Problem description: Among the entries below, one stretch runs from the line that contains "for publishing targets." through the line that contains "pub use medium::MediumPublisher;". Repeat that stretch exactly, ends included, and only that.

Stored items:

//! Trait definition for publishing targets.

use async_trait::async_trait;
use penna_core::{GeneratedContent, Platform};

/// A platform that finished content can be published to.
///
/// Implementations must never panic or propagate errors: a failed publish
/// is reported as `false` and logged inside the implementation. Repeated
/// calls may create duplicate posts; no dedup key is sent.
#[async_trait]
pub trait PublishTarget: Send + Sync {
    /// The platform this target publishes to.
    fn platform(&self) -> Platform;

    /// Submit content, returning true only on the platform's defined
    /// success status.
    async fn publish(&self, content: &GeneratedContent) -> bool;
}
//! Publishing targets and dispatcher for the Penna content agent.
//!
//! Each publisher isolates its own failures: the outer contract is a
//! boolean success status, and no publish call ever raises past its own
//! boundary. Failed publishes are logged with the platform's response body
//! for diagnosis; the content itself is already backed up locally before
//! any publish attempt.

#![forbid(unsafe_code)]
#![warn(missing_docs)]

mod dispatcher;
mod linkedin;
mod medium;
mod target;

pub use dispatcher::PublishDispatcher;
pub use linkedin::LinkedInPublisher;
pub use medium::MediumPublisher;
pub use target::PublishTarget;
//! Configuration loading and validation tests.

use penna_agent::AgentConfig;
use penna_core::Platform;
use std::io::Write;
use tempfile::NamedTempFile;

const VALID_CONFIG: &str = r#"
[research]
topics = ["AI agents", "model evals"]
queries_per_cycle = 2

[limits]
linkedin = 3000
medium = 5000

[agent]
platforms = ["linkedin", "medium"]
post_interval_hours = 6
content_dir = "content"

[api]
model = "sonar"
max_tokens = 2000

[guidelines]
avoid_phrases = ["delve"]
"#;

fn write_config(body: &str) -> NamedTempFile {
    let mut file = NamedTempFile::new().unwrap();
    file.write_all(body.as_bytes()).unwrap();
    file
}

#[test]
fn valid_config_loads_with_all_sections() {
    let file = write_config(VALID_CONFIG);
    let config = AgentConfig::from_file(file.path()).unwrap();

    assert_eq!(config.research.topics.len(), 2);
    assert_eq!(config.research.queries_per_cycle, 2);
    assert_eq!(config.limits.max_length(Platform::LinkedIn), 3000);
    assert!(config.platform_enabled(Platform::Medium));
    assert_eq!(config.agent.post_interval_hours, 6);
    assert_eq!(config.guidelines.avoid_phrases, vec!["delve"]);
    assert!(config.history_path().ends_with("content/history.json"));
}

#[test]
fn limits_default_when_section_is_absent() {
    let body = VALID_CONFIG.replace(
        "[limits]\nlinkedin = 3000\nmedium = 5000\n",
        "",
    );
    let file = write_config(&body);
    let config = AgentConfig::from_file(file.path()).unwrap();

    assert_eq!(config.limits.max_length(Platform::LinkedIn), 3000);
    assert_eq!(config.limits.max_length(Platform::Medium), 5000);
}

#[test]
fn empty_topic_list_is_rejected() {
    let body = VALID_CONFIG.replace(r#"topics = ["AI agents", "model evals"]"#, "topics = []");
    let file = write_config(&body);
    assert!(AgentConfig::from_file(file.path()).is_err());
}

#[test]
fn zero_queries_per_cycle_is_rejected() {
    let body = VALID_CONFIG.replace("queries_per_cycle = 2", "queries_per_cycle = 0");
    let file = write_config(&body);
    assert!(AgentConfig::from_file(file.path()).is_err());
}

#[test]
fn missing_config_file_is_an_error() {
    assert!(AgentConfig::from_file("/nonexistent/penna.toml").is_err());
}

* * *

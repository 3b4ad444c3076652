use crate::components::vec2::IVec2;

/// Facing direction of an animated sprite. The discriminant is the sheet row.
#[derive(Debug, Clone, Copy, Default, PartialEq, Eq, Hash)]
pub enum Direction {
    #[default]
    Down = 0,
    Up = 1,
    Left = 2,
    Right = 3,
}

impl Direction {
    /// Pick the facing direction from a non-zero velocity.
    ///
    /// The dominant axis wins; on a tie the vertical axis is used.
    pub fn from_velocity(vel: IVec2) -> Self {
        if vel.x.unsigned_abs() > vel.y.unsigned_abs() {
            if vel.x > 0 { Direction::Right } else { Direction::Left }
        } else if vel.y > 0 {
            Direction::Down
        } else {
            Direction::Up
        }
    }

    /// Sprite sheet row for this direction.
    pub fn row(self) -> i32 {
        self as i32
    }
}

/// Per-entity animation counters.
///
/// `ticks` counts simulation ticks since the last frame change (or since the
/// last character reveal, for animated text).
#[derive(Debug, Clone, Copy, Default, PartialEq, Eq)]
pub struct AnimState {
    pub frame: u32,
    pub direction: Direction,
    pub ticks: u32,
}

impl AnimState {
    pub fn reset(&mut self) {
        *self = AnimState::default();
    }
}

* * *

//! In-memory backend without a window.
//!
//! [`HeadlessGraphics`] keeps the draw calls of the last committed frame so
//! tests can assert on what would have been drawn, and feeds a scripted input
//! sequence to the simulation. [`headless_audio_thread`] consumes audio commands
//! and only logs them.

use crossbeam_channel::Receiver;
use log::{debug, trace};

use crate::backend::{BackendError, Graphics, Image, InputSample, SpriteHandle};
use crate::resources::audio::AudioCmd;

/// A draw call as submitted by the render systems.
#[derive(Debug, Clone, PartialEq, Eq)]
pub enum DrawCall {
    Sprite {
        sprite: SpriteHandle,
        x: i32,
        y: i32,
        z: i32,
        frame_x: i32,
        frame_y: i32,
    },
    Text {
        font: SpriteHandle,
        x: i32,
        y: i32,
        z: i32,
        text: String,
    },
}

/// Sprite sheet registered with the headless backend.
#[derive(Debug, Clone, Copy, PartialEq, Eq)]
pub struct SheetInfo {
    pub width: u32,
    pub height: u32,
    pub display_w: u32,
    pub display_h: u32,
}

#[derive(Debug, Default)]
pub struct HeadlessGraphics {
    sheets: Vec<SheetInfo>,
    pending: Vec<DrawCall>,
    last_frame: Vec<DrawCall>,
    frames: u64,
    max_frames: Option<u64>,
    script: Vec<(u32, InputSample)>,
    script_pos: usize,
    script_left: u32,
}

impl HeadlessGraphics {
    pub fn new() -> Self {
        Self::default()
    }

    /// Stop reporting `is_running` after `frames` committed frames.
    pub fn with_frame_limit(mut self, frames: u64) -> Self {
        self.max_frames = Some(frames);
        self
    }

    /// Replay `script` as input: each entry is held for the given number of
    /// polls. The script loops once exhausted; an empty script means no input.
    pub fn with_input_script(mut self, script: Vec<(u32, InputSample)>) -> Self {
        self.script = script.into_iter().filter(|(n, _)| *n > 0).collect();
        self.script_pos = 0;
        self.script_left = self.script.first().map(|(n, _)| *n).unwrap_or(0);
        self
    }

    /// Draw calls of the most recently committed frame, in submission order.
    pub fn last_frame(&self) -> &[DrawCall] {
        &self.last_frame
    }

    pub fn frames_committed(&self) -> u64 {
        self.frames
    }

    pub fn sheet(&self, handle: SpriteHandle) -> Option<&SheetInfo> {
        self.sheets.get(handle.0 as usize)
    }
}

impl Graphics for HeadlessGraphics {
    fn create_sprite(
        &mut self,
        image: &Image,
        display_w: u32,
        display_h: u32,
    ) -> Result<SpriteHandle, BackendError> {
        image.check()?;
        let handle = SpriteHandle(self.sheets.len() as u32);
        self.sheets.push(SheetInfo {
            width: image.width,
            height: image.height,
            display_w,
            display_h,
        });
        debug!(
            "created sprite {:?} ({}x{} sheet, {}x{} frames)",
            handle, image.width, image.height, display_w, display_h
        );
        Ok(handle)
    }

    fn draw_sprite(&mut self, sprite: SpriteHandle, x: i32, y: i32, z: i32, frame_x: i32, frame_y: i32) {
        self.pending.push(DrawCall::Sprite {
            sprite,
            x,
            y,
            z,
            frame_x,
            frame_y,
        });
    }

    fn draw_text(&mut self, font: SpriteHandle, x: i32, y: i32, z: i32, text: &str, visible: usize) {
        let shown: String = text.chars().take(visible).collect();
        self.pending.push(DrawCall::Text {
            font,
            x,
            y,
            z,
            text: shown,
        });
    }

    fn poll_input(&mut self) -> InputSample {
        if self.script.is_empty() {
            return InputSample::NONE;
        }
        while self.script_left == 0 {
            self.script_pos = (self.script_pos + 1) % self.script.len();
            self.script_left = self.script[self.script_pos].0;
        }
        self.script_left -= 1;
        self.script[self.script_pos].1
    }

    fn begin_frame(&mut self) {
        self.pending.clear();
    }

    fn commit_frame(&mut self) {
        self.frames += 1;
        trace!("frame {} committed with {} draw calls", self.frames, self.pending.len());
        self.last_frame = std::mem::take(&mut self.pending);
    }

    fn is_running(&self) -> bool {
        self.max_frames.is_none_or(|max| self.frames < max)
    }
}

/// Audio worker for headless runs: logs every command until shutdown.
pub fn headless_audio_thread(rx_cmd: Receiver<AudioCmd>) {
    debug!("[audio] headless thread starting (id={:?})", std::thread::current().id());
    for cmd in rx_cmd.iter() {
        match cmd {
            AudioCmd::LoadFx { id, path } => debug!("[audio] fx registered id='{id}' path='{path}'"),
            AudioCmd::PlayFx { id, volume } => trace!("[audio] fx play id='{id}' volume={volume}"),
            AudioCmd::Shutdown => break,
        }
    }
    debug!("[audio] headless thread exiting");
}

Response to this task:
//! Trait definition for publishing targets.

use async_trait::async_trait;
use penna_core::{GeneratedContent, Platform};

/// A platform that finished content can be published to.
///
/// Implementations must never panic or propagate errors: a failed publish
/// is reported as `false` and logged inside the implementation. Repeated
/// calls may create duplicate posts; no dedup key is sent.
#[async_trait]
pub trait PublishTarget: Send + Sync {
    /// The platform this target publishes to.
    fn platform(&self) -> Platform;

    /// Submit content, returning true only on the platform's defined
    /// success status.
    async fn publish(&self, content: &GeneratedContent) -> bool;
}
//! Publishing targets and dispatcher for the Penna content agent.
//!
//! Each publisher isolates its own failures: the outer contract is a
//! boolean success status, and no publish call ever raises past its own
//! boundary. Failed publishes are logged with the platform's response body
//! for diagnosis; the content itself is already backed up locally before
//! any publish attempt.

#![forbid(unsafe_code)]
#![warn(missing_docs)]

mod dispatcher;
mod linkedin;
mod medium;
mod target;

pub use dispatcher::PublishDispatcher;
pub use linkedin::LinkedInPublisher;
pub use medium::MediumPublisher;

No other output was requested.